Procura por contratos de namoro aumenta 159% no País


Impulsionados, segundo especialistas, por divorciados e viúvos que iniciam novos relacionamentos após os 50 anos, os contratos de namoro atingiram recorde no Brasil em 2025, com 241 registros, segundo o Colégio Notarial do Brasil. Em 2016, foram apenas 26, um crescimento acumulado de 827%.

O documento declara que o casal mantém uma relação afetiva, mas não pretende constituir união estável naquele momento. Embora não impeça o reconhecimento judicial de uma união estável, pode servir como elemento de prova sobre a intenção das partes.

O aumento ocorre em um cenário de mudanças nas relações familiares. Dados do IBGE mostram que 31,1% dos casamentos realizados em 2024 envolviam pelo menos uma pessoa divorciada ou viúva, ante 13,5% em 2004.

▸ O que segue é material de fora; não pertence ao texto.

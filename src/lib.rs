//! moneydeck - Terminal-based multi-currency account dashboard
//!
//! This library provides the core functionality for the moneydeck dashboard:
//! a fixed demo dataset of currency accounts and a transaction feed, a
//! single-owner state container with named mutations, and a ratatui TUI
//! with inline editing.
//!
//! # Architecture
//!
//! The crate is organized into the following modules:
//!
//! - `config`: Configuration and path management
//! - `error`: Custom error types
//! - `models`: Core data models (accounts, transactions, money, profile)
//! - `seed`: The built-in demo dataset
//! - `state`: The dashboard state container, navigation, and edit parsing
//! - `display`: Table formatting for the non-interactive subcommands
//! - `logging`: File-backed session logging
//! - `tui`: The interactive dashboard
//!
//! All dashboard data lives in memory for the lifetime of a session; only
//! user settings are persisted.

pub mod config;
pub mod display;
pub mod error;
pub mod logging;
pub mod models;
pub mod seed;
pub mod state;
pub mod tui;

pub use error::{DeckError, DeckResult};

Especialistas apontam que patrimônio, herança, sucessão e filhos de relacionamentos anteriores estão entre os principais fatores que levam casais a formalizar esse tipo de acordo. A procura também tem crescido entre pessoas mais jovens.

Apesar disso, advogados ressaltam que o contrato de namoro não garante proteção automática do patrimônio. A Justiça pode reconhecer uma união estável mesmo com a existência do documento, dependendo das circunstâncias do relacionamento.